Tim Verhaegen showed up with a poem about the common experience of “PMSing at a Critique Group” then a “Nature poem” about a battle between geese & swans to the music of Elton John on a Saturday night. Brian Dorn followed with a tribute to my birthday, “Sixty-Nine,” conflating my birthday with the year 1969 & other random statistics, such as “69 is also the number of poems you could read if you went 69 time to Dan Wilcox’s Social Justice reading” (Thanks Brian!). Mary Panza inserted herself (who could say No?) at this point to tell her own Tom Nattell story of being asked to leave Tom’s Memorial service, then asked everyone to sing Happy Birthday to some old Poet still alive in the room.

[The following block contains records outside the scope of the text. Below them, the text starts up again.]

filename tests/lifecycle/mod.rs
mod bdd_steps;
mod scenarios;
mod test_helpers;
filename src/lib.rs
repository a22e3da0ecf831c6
//! Core library for Blockyard, a provider-agnostic block storage lifecycle
//! layer.
//!
//! Volumes and snapshots are managed through the [`VolumeManager`] trait.
//! [`VolumeLifecycleCoordinator`] implements it over a
//! [`RemoteResourceGateway`], waiting for the eventually consistent remote
//! state to settle after each mutating call. [`MemoryVolumeStore`] implements
//! the same contract in memory for tests and plan replays.

pub mod config;
pub mod gateway;
pub mod identifier;
pub mod lifecycle;
pub mod poll;
pub mod replay;
pub mod store;
pub mod test_support;
pub mod volume;

pub use config::{ConfigError, LifecycleConfig};
pub use gateway::{GatewayError, RemoteResourceGateway};
pub use identifier::{IdentifierError, ResourceId};
pub use lifecycle::{LifecycleError, VolumeLifecycleCoordinator};
pub use poll::{CancelToken, ConditionPoller, PollError, PollPolicies, PollPolicy, Polled, Target};
pub use replay::{PlanStep, ReplayError, ReplayPlan, ReplayReport, StepReport};
pub use store::{MemoryVolumeStore, StoreError, StoreRegistry};
pub use volume::{
    AttachOptions, AttachmentFilter, BasicVolumeOptions, DetachOptions, Snapshot, SnapshotOptions,
    Volume, VolumeManager, VolumeOptions, VolumeType, ZonalVolumeOptions,
};
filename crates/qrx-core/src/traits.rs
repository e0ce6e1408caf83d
//! Capability traits for the pluggable vision backends.
//!
//! These define the interfaces concrete detector and decoder
//! implementations must satisfy, enabling interchangeable backends and
//! testability.

use async_trait::async_trait;

use crate::error::Result;
use crate::models::{PageImage, Region};

/// Locates QR-code-shaped regions on a page image.
#[async_trait]
pub trait RegionDetector: Send + Sync {
    /// Produce zero or more candidate boxes for one page, in the order the
    /// underlying model emits them. Boxes are already clamped to page
    /// bounds; no additional score filtering is applied downstream.
    async fn detect(&self, page: &PageImage) -> Result<Vec<Region>>;

    /// Check if the detector's backing model is available.
    async fn health_check(&self) -> Result<bool>;

    /// Human-readable name of this detector.
    fn name(&self) -> &str;
}

/// Reads a QR payload from a cropped region bitmap.
#[async_trait]
pub trait RegionDecoder: Send + Sync {
    /// Attempt to decode. `Ok(None)` means no readable code in the crop,
    /// which is a normal outcome, never an error. `Err` is reserved for
    /// hard backend failures that should abort the document.
    async fn decode(&self, region: &PageImage) -> Result<Option<String>>;

    /// Check if the decoder's backing model/service is available.
    async fn health_check(&self) -> Result<bool>;

    /// Human-readable name of this decoder.
    fn name(&self) -> &str;
}
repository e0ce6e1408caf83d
//! Mock detector and decoder for deterministic testing.
//!
//! Both are scripted: queue per-call outputs up front, then assert on call
//! counts afterwards. When a script runs dry the detector emits no regions
//! and the decoder reports a miss, so unscripted calls stay harmless.

use std::collections::VecDeque;
use std::sync::{Arc, Mutex};

use async_trait::async_trait;

use qrx_core::{Error, PageImage, Region, RegionDecoder, RegionDetector, Result};

/// Scripted region detector.
#[derive(Clone, Default)]
pub struct MockDetector {
    script: Arc<Mutex<VecDeque<Vec<Region>>>>,
    calls: Arc<Mutex<usize>>,
}

impl MockDetector {
    pub fn new() -> Self {
        Self::default()
    }

    /// Queue the regions the next unscripted page will produce.
    pub fn with_page_regions(self, regions: Vec<Region>) -> Self {
        self.script.lock().unwrap().push_back(regions);
        self
    }

    pub fn call_count(&self) -> usize {
        *self.calls.lock().unwrap()
    }
}

#[async_trait]
impl RegionDetector for MockDetector {
    async fn detect(&self, page: &PageImage) -> Result<Vec<Region>> {
        *self.calls.lock().unwrap() += 1;
        let regions = self
            .script
            .lock()
            .unwrap()
            .pop_front()
            .unwrap_or_default();
        Ok(regions
            .into_iter()
            .map(|r| r.clamped(page.width(), page.height()))
            .collect())
    }

    async fn health_check(&self) -> Result<bool> {
        Ok(true)
    }

    fn name(&self) -> &str {
        "mock-detector"
    }
}

/// Scripted region decoder.
#[derive(Clone, Default)]
pub struct MockDecoder {
    script: Arc<Mutex<VecDeque<Option<String>>>>,
    calls: Arc<Mutex<Vec<(u32, u32)>>>,
    fail: bool,
}

impl MockDecoder {
    pub fn new() -> Self {
        Self::default()
    }

    /// A decoder whose every call is a hard backend failure.
    pub fn failing() -> Self {
        Self {
            fail: true,
            ..Self::default()
        }
    }

    /// Queue the outcome of the next unscripted decode call.
    pub fn with_result(self, result: Option<&str>) -> Self {
        self.script
            .lock()
            .unwrap()
            .push_back(result.map(str::to_string));
        self
    }

    /// Dimensions of every crop this decoder has seen, in call order.
    pub fn seen_crops(&self) -> Vec<(u32, u32)> {
        self.calls.lock().unwrap().clone()
    }

    pub fn call_count(&self) -> usize {
        self.calls.lock().unwrap().len()
    }
}

#[async_trait]
impl RegionDecoder for MockDecoder {
    async fn decode(&self, region: &PageImage) -> Result<Option<String>> {
        self.calls
            .lock()
            .unwrap()
            .push((region.width(), region.height()));
        if self.fail {
            return Err(Error::Decode("mock decoder failure".to_string()));
        }
        Ok(self.script.lock().unwrap().pop_front().flatten())
    }

    async fn health_check(&self) -> Result<bool> {
        Ok(!self.fail)
    }

    fn name(&self) -> &str {
        "mock-decoder"
    }
}
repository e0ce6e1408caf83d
//! Error types for qrx.

use thiserror::Error;

/// Result type alias using qrx's Error type.
pub type Result<T> = std::result::Result<T, Error>;

/// Core error type for qrx operations.
///
/// A region that fails to decode is NOT represented here: decoders return
/// `Ok(None)` for unreadable crops and the pipeline filters them. These
/// variants are reserved for failures that abort a whole request.
#[derive(Error, Debug)]
pub enum Error {
    /// Input rejected before the pipeline ran (allow-list, empty upload)
    #[error("Invalid input: {0}")]
    InvalidInput(String),

    /// Document bytes could not be rasterized (corrupt PDF, unreadable image)
    #[error("Document decode error: {0}")]
    DocumentDecode(String),

    /// Region detector backend failed
    #[error("Detection error: {0}")]
    Detection(String),

    /// Region decoder backend failed (hard failure, not a decode miss)
    #[error("Decode error: {0}")]
    Decode(String),

    /// HTTP/network request failed
    #[error("Request error: {0}")]
    Request(String),

    /// Configuration error
    #[error("Configuration error: {0}")]
    Config(String),

    /// Internal error
    #[error("Internal error: {0}")]
    Internal(String),

    /// File I/O operation failed
    #[error("I/O error: {0}")]
    Io(#[from] std::io::Error),
}

impl From<reqwest::Error> for Error {
    fn from(e: reqwest::Error) -> Self {
        Error::Request(e.to_string())
    }
}

impl From<image::ImageError> for Error {
    fn from(e: image::ImageError) -> Self {
        Error::DocumentDecode(e.to_string())
    }
}

impl From<serde_json::Error> for Error {
    fn from(e: serde_json::Error) -> Self {
        Error::Internal(e.to_string())
    }
}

RM Engelhardt made a rare appearance on the scene with a mix of poems & comments beginning with a new poem, an “original cliché,” about an old writer at the bar, then off to a what was perhaps a religious joke (“Jesus Loves You”) if you believe in such things, & ended with “The Poem Remembers” for Tom. I read one of Tom’s “shit poems” (“Aviary Baptism”) then brought up Avery who read the useful list poem “How to Figure Out Your Life.” Anthony Bernini’s iconic poem “You Have Four Minutes” about the QE2 open mic is immortalized on the CD Volume: a Compilation of Poets, Live ( Grrr Records, 1995); tonight he read a sonnet “For Tom” with images of Tom’s rattles & drums, then a birthday poem for me (thanks, Anthony).

Adam Tedesco, another of the younger poets on the scene picking up the slack, read a love poem of sorts, “I Am a Man,” then “Who Told You” about when bad shit happens. Dan Coleman, a poetry virgin, had been lurking over my shoulder all night to make sure his friends at the bar would be there when he read -- a couple of pieces in rhyme, one from January 1987 “Winter” then another old piece about the Viet Nam Memorial in Washington, DC “They Come to this Wall” — & he friends, & the rest of us, clapped.

Nick Bisanz continued the theme as he read one of his song lyrics, this about soldiers as cannon fodder. I followed with my elegy “Chasing Tom.” Earlier I had read Tom’s postcard poem to me from Escalante, & his last poem (“Short or tall/flowers/are Wonderful”), & now I ended the night with Tom’s “Christopher Columbus Fantasy #32,” his words beginning & ending the night.

Poets Speak Loud! is an open mic with a featured poet (usually), on the last Monday of the month at McGeary’s on Clinton Square, Albany, NY, 7:30PM, for a donation, & sponsored by AlbanyPoets.com — good food, cool drinks & attentive service.